Huh? Did you say our state tax revenues grew by 1.8%? Why don't we tell everyone they "plummeted"!
Never let a good pandemic go to waste!
The Unnecessary State Covid Bailout
Governors plead poverty even as tax revenue is rolling in.
By The Editorial Board
Feb. 24, 2021 6:41 pm ET
Democrats in Congress are planning to ladle out another $350 billion to state and local governments, though many haven’t finished spending their Cares Act checks and some are running budget surpluses. This is income redistribution for public unions.
About one third of the $150 billion that Congress allocated in direct aid to state and local governments last spring still hasn’t been spent. These funds were intended to help governments cover pandemic needs amid budget shortfalls, but most haven’t needed it.
Research outfit Wirepoints recently estimated that 44 states are running surpluses for fiscal years 2020 and 2021 when Covid relief and budget reserves are included. The six outliers: New York, New Jersey, Illinois, Maryland, Hawaii, Nevada. They have pre-existing spending problems or rely heavily on tourism.
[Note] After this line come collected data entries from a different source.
//! Named sources and their configuration

use std::cell::Cell;
use std::fmt;
use std::sync::Arc;
use std::time::Duration;

use deadpool::Runtime;
use deadpool::managed::{Object, PoolError, TimeoutType, Timeouts};
use kvpool_core::settings::parse_value;
use kvpool_core::{
    ConfigSource, ConnectionFactory, DEFAULT_HOST, DEFAULT_PORT, Endpoint, KvError, Result,
};
use parking_lot::Mutex;
use tokio::time::Instant;

use crate::pool::{PoolConfig, PoolStats, PooledConnection, SourceManager, SourcePool};

/// Configuration of one named source
#[derive(Clone, PartialEq, Eq)]
pub struct SourceConfig {
    name: String,
    endpoint: Endpoint,
    password: Option<String>,
    pool: PoolConfig,
}

impl SourceConfig {
    /// Create a source with the default endpoint and pool configuration
    ///
    /// Surrounding whitespace is trimmed from the name.
    pub fn new(name: impl Into<String>) -> Self {
        let pool = PoolConfig::default();
        Self {
            name: name.into().trim().to_string(),
            endpoint: Endpoint::default().with_timeout(pool.timeout()),
            password: None,
            pool,
        }
    }

    /// Read a source from `redis.<name>.*` configuration keys
    ///
    /// Missing keys fall back to their defaults; present but invalid values
    /// are configuration errors.
    pub fn from_config(name: &str, config: &dyn ConfigSource) -> Result<Self> {
        let key = |field: &str| format!("redis.{}.{}", name, field);
        let parsed = |field: &str, default: u64| -> Result<u64> {
            let key = key(field);
            parse_value(config.get_string(&key), &key, default)
        };

        let host = config
            .get_string(&key("host"))
            .map(|h| h.trim().to_string())
            .filter(|h| !h.is_empty())
            .unwrap_or_else(|| DEFAULT_HOST.to_string());
        let port: u16 = parse_value(config.get_string(&key("port")), &key("port"), DEFAULT_PORT)?;
        let database: u16 = parse_value(config.get_string(&key("database")), &key("database"), 0)?;
        let password = config.get_string(&key("password")).filter(|p| !p.is_empty());

        let defaults = PoolConfig::default();
        let max_total: usize = parse_value(
            config.get_string(&key("max_total")),
            &key("max_total"),
            defaults.max_total(),
        )?;
        let max_idle: usize = parse_value(
            config.get_string(&key("max_idle")),
            &key("max_idle"),
            defaults.max_idle(),
        )?;

        let pool = defaults
            .with_max_total(max_total)
            .with_max_idle(max_idle)
            .with_max_wait_ms(parsed("max_wait_secs", 1800)?.saturating_mul(1000))
            .with_eviction_interval_ms(parsed("eviction_interval_secs", 180)?.saturating_mul(1000))
            .with_min_evictable_idle_ms(parsed("min_evictable_idle_secs", 60)?.saturating_mul(1000))
            .with_timeout_ms(parsed("timeout_secs", 180)?.saturating_mul(1000))
            .with_validate_on_borrow(config.get_bool_or(&key("validate_on_borrow"), true)?);

        pool.validate()
            .map_err(|e| KvError::Configuration(format!("source '{}': {}", name, e)))?;

        Ok(Self {
            name: name.trim().to_string(),
            endpoint: Endpoint::new(host, port)
                .with_database(database)
                .with_timeout(pool.timeout()),
            password,
            pool,
        })
    }

    /// Set the endpoint
    pub fn with_endpoint(mut self, endpoint: Endpoint) -> Self {
        self.endpoint = endpoint;
        self
    }

    /// Set the password used to authenticate borrowed connections
    pub fn with_password(mut self, password: impl Into<String>) -> Self {
        let password = password.into();
        self.password = (!password.is_empty()).then_some(password);
        self
    }

    /// Set the pool configuration
    pub fn with_pool(mut self, pool: PoolConfig) -> Self {
        self.pool = pool;
        self
    }

    /// Source name
    pub fn name(&self) -> &str {
        &self.name
    }

    /// Endpoint the pool connects to
    pub fn endpoint(&self) -> &Endpoint {
        &self.endpoint
    }

    /// Password, if one is configured
    pub fn password(&self) -> Option<&str> {
        self.password.as_deref()
    }

    /// Pool configuration
    pub fn pool(&self) -> &PoolConfig {
        &self.pool
    }
}

impl fmt::Debug for SourceConfig {
    fn fmt(&self, f: &mut fmt::Formatter<'_>) -> fmt::Result {
        f.debug_struct("SourceConfig")
            .field("name", &self.name)
            .field("endpoint", &self.endpoint)
            .field("password", &self.password.as_ref().map(|_| "<redacted>"))
            .field("pool", &self.pool)
            .finish()
    }
}

/// A named endpoint together with its connection pool
pub struct Source {
    name: Arc<str>,
    config: SourceConfig,
    pool: SourcePool,
    next_eviction: Mutex<Instant>,
    release_lock: Mutex<()>,
}

impl Source {
    /// Build the pool for a source
    ///
    /// No connection is opened here; the pool fills on demand.
    pub fn new(config: SourceConfig, factory: Arc<dyn ConnectionFactory>) -> Result<Self> {
        config
            .pool
            .validate()
            .map_err(|e| KvError::Configuration(format!("source '{}': {}", config.name, e)))?;

        let name: Arc<str> = Arc::from(config.name.as_str());
        let manager = SourceManager::new(
            name.clone(),
            config.endpoint.clone(),
            factory,
            config.pool.validate_on_borrow(),
        );

        let pool = SourcePool::builder(manager)
            .max_size(config.pool.max_total())
            .wait_timeout(Some(config.pool.max_wait()))
            .create_timeout(Some(config.pool.timeout()))
            .recycle_timeout(Some(config.pool.timeout()))
            .runtime(Runtime::Tokio1)
            .build()
            .map_err(|e| {
                KvError::Configuration(format!("failed to build pool for '{}': {}", name, e))
            })?;

        let next_eviction = Mutex::new(Instant::now() + config.pool.eviction_interval());

        Ok(Self {
            name,
            config,
            pool,
            next_eviction,
            release_lock: Mutex::new(()),
        })
    }

    /// Source name
    pub fn name(&self) -> &str {
        &self.name
    }

    /// Source configuration
    pub fn config(&self) -> &SourceConfig {
        &self.config
    }

    /// Password, if one is configured
    pub fn password(&self) -> Option<&str> {
        self.config.password()
    }

    /// Current pool statistics
    pub fn stats(&self) -> PoolStats {
        self.pool.status().into()
    }

    /// Number of physical connections opened over the pool's lifetime
    pub fn connections_created(&self) -> u64 {
        self.pool.manager().connections_created()
    }

    /// Whether the pool was closed
    pub fn is_closed(&self) -> bool {
        self.pool.is_closed()
    }

    pub(crate) fn shared_name(&self) -> Arc<str> {
        self.name.clone()
    }

    /// Borrow a connection without waiting for a free slot
    ///
    /// Returns `Ok(None)` when every slot is in use.
    pub(crate) async fn try_get(&self) -> Result<Option<Object<SourceManager>>> {
        let mut timeouts = Timeouts::default();
        timeouts.wait = Some(Duration::ZERO);
        timeouts.create = Some(self.config.pool.timeout());
        timeouts.recycle = Some(self.config.pool.timeout());

        match self.pool.timeout_get(&timeouts).await {
            Ok(object) => Ok(Some(object)),
            Err(PoolError::Timeout(TimeoutType::Wait)) => Ok(None),
            Err(PoolError::Closed) => Err(KvError::Closed(format!(
                "pool for source '{}' is closed",
                self.name
            ))),
            Err(PoolError::Backend(e)) => Err(KvError::AcquireFailed {
                source_name: self.name.to_string(),
                reason: e.to_string(),
            }),
            Err(e) => Err(KvError::AcquireFailed {
                source_name: self.name.to_string(),
                reason: e.to_string(),
            }),
        }
    }

    /// Take back a borrowed connection
    ///
    /// Broken or closed connections are discarded, as are connections that
    /// would push the idle count above `max_idle`.
    pub(crate) async fn release(&self, connection: PooledConnection) {
        if connection.is_broken() || connection.is_closed() {
            tracing::debug!(source = %self.name, "discarding broken connection on release");
            connection.discard().await;
            return;
        }

        if self.pool.is_closed() {
            tracing::debug!(source = %self.name, "pool closed, discarding released connection");
            connection.discard().await;
            return;
        }

        // Check and return under one lock so concurrent releases cannot
        // overshoot max_idle.
        let connection = {
            let _guard = self.release_lock.lock();
            let idle = self.stats().idle();
            if idle < self.config.pool.max_idle() {
                drop(connection);
                return;
            }
            tracing::debug!(
                source = %self.name,
                idle = idle,
                max_idle = self.config.pool.max_idle(),
                "idle limit reached, discarding released connection"
            );
            connection
        };

        connection.discard().await;
    }

    /// Drop idle connections beyond `max_idle` or idle for too long
    ///
    /// Returns the number of connections evicted.
    pub fn evict_idle(&self) -> usize {
        let max_idle = self.config.pool.max_idle();
        let min_evictable_idle = self.config.pool.min_evictable_idle();
        let kept = Cell::new(0usize);
        let evicted = Cell::new(0usize);

        let _ = self.pool.retain(|entry, metrics| {
            let keep = !entry.connection().is_closed()
                && metrics.last_used() < min_evictable_idle
                && kept.get() < max_idle;
            if keep {
                kept.set(kept.get() + 1);
            } else {
                evicted.set(evicted.get() + 1);
            }
            keep
        });

        let evicted = evicted.get();
        if evicted > 0 {
            tracing::debug!(
                source = %self.name,
                evicted = evicted,
                kept = kept.get(),
                "evicted idle connections"
            );
        }
        evicted
    }

    /// Run `evict_idle` if the source's eviction interval has elapsed
    pub(crate) fn evict_idle_if_due(&self, now: Instant) -> usize {
        {
            let mut next = self.next_eviction.lock();
            if now < *next {
                return 0;
            }
            *next = now + self.config.pool.eviction_interval();
        }
        self.evict_idle()
    }

    /// Close the pool; idle connections are dropped and waiters fail
    pub(crate) fn close(&self) {
        self.pool.close();
    }
}

impl fmt::Debug for Source {
    fn fmt(&self, f: &mut fmt::Formatter<'_>) -> fmt::Result {
        f.debug_struct("Source")
            .field("config", &self.config)
            .field("stats", &self.stats())
            .finish()
    }
}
Nearly half of states rolled in more tax revenue in calendar year 2020 than 2019, according to the Reason Foundation. On average, state revenues were a mere 0.01% lower across the board. Seventeen state treasurers recently moaned to Congress that “tax revenues have plummeted,” but collectively they’ve seen a 1.8% increase year-over-year, the Kansas Policy Institute reports.
Gov. Andrew Cuomo recently warned of a $15 billion budget deficit and threatened to raise New York’s top income tax rate to 14.7%—the nation’s highest—though New York’s revenues were down a mere 1.5% from 2019. He refuses to renegotiate union contracts or cut spending.
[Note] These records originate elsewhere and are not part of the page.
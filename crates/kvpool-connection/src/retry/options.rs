//! Per-call acquisition options

use std::time::Duration;

use tokio::time::Instant;
use tokio_util::sync::CancellationToken;

use super::RetryPolicy;

/// Options for a single acquisition
///
/// Anything left unset falls back to the registry's defaults: its retry
/// policy, and the source's `max_wait` as the only deadline.
#[derive(Debug, Clone, Default)]
pub struct AcquireOptions {
    retry: Option<RetryPolicy>,
    deadline: Option<Instant>,
    cancel: Option<CancellationToken>,
}

impl AcquireOptions {
    /// Options that use the registry defaults
    pub fn new() -> Self {
        Self::default()
    }

    /// Override the retry policy
    pub fn with_retry(mut self, retry: RetryPolicy) -> Self {
        self.retry = Some(retry);
        self
    }

    /// Give up once `deadline` has passed
    pub fn with_deadline(mut self, deadline: Instant) -> Self {
        self.deadline = Some(deadline);
        self
    }

    /// Give up once `timeout` has elapsed from now
    pub fn with_timeout(self, timeout: Duration) -> Self {
        self.with_deadline(Instant::now() + timeout)
    }

    /// Abort the acquisition when `token` is cancelled
    pub fn with_cancellation(mut self, token: CancellationToken) -> Self {
        self.cancel = Some(token);
        self
    }

    /// The retry policy override, if any
    pub fn retry(&self) -> Option<&RetryPolicy> {
        self.retry.as_ref()
    }

    /// The deadline, if any
    pub fn deadline(&self) -> Option<Instant> {
        self.deadline
    }

    /// The cancellation token, if any
    pub fn cancellation(&self) -> Option<&CancellationToken> {
        self.cancel.as_ref()
    }

    /// Whether the caller already cancelled
    pub fn is_cancelled(&self) -> bool {
        self.cancel.as_ref().is_some_and(|t| t.is_cancelled())
    }
}
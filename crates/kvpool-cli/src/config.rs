//! Configuration loading for the `kvpool` binary

use std::path::{Path, PathBuf};

use anyhow::Context as _;
use kvpool_core::{EnvConfig, LayeredConfig, TomlConfig};

/// Prefix of environment variables overriding file settings
pub const ENV_PREFIX: &str = "KVPOOL";

/// Default configuration file, if the platform has a config directory
pub fn default_config_path() -> Option<PathBuf> {
    dirs::config_dir().map(|dir| dir.join("kvpool").join("kvpool.toml"))
}

/// Build the layered configuration: environment first, then the TOML file
///
/// An explicitly given file must exist. The default file is optional.
pub fn load(explicit: Option<&Path>) -> anyhow::Result<LayeredConfig> {
    let mut config = LayeredConfig::new().with_layer(EnvConfig::new(ENV_PREFIX));

    let path = match explicit {
        Some(path) => Some(path.to_path_buf()),
        None => default_config_path().filter(|path| path.is_file()),
    };

    if let Some(path) = path {
        let file = TomlConfig::from_file(&path)
            .with_context(|| format!("failed to load configuration from {}", path.display()))?;
        tracing::debug!(path = %path.display(), keys = file.len(), "loaded configuration file");
        config = config.with_layer(file);
    }

    Ok(config)
}
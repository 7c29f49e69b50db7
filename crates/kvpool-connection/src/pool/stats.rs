//! Pool statistics types

use deadpool::Status;
use serde::{Deserialize, Serialize};

/// Statistics about a connection pool's current state
#[derive(Debug, Clone, Copy, PartialEq, Eq, Serialize, Deserialize)]
pub struct PoolStats {
    /// Maximum number of connections the pool may hold
    max_size: usize,
    /// Total number of connections (idle + active)
    total: usize,
    /// Number of idle connections available in the pool
    idle: usize,
    /// Number of connections currently borrowed
    active: usize,
    /// Number of requests waiting for a connection
    waiting: usize,
}

impl PoolStats {
    /// Create new pool statistics
    pub fn new(max_size: usize, total: usize, idle: usize, active: usize, waiting: usize) -> Self {
        Self {
            max_size,
            total,
            idle,
            active,
            waiting,
        }
    }

    /// Get the maximum pool size
    pub fn max_size(&self) -> usize {
        self.max_size
    }

    /// Get the total number of connections
    pub fn total(&self) -> usize {
        self.total
    }

    /// Get the number of idle connections
    pub fn idle(&self) -> usize {
        self.idle
    }

    /// Get the number of active (borrowed) connections
    pub fn active(&self) -> usize {
        self.active
    }

    /// Get the number of waiting requests
    pub fn waiting(&self) -> usize {
        self.waiting
    }

    /// Calculate pool utilization as a fraction of the maximum size (0.0 to 1.0)
    ///
    /// Returns 0.0 for a pool with no capacity.
    pub fn utilization(&self) -> f64 {
        if self.max_size == 0 {
            0.0
        } else {
            self.active as f64 / self.max_size as f64
        }
    }

    /// Check if every connection the pool may hold is borrowed
    pub fn is_exhausted(&self) -> bool {
        self.max_size > 0 && self.active >= self.max_size
    }
}

impl From<Status> for PoolStats {
    fn from(status: Status) -> Self {
        let idle = status.available as usize;
        let total = status.size;
        Self::new(
            status.max_size,
            total,
            idle,
            total.saturating_sub(idle),
            status.waiting,
        )
    }
}

impl Default for PoolStats {
    fn default() -> Self {
        Self::new(0, 0, 0, 0, 0)
    }
}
Illinois Democrats warned of a budget doomsday to frighten voters into enacting a progressive tax last November, but the measure failed and state revenues were 0.9% lower than in 2019. Gov. J.B. Pritzker last week said improved revenues would spare schools from spending cuts. Yet he’s proposing to slash the tax-credit scholarship program that helps low-income kids attend private schools.
Some private schools have increased enrollment because they have remained open while unions have kept public schools closed. Yet Democrats want to punish low-income families seeking better educational options.
New Jersey’s revenue in 2020 was 0.4% lower than the year before, though Democrats in Trenton last fall raised the top income tax rate on earners making more than $1 million to 10.75% from 8.97%—retroactively to January 2020. Too bad for millionaires who lacked the foresight to escape to Palm Beach in 2019.
To his credit, Connecticut’s Democratic Gov. Ned Lamont has opposed a push by state legislators to raise taxes on the well-to-do and instead froze state worker pay. “Why would you want to raise taxes when you don’t have to?” he recently said. Revenue in Connecticut was down 1.2% year-over-year in 2020.
Federal stimulus has propped up state spending. Most blue states have progressive income tax structures and have benefited from booming asset prices, especially equities. California has a $15 billion surplus. Revenue last month was $3.7 billion (17%) higher than in January 2020. Democrats are now planning to spread their surplus around.
Gov. Gavin Newsom on Tuesday signed a $7.6 billion state-funded Covid spending bill that includes $600 payments to individuals earning up to $30,000. Undocumented immigrants could qualify for checks up to $1,200. Businesses will also get $2.1 billion in grants and fee waivers, which is only fair since they were forced to shut down much of last year.
Democrats in Washington like those in Sacramento are trying to obtain political relief for themselves. Most federal funds to state and local governments will invariably flow into higher union pay, pensions and benefits and other payouts to buy votes. The two defeats in the Georgia Senate runoffs are costing Republicans and American taxpayers many times over.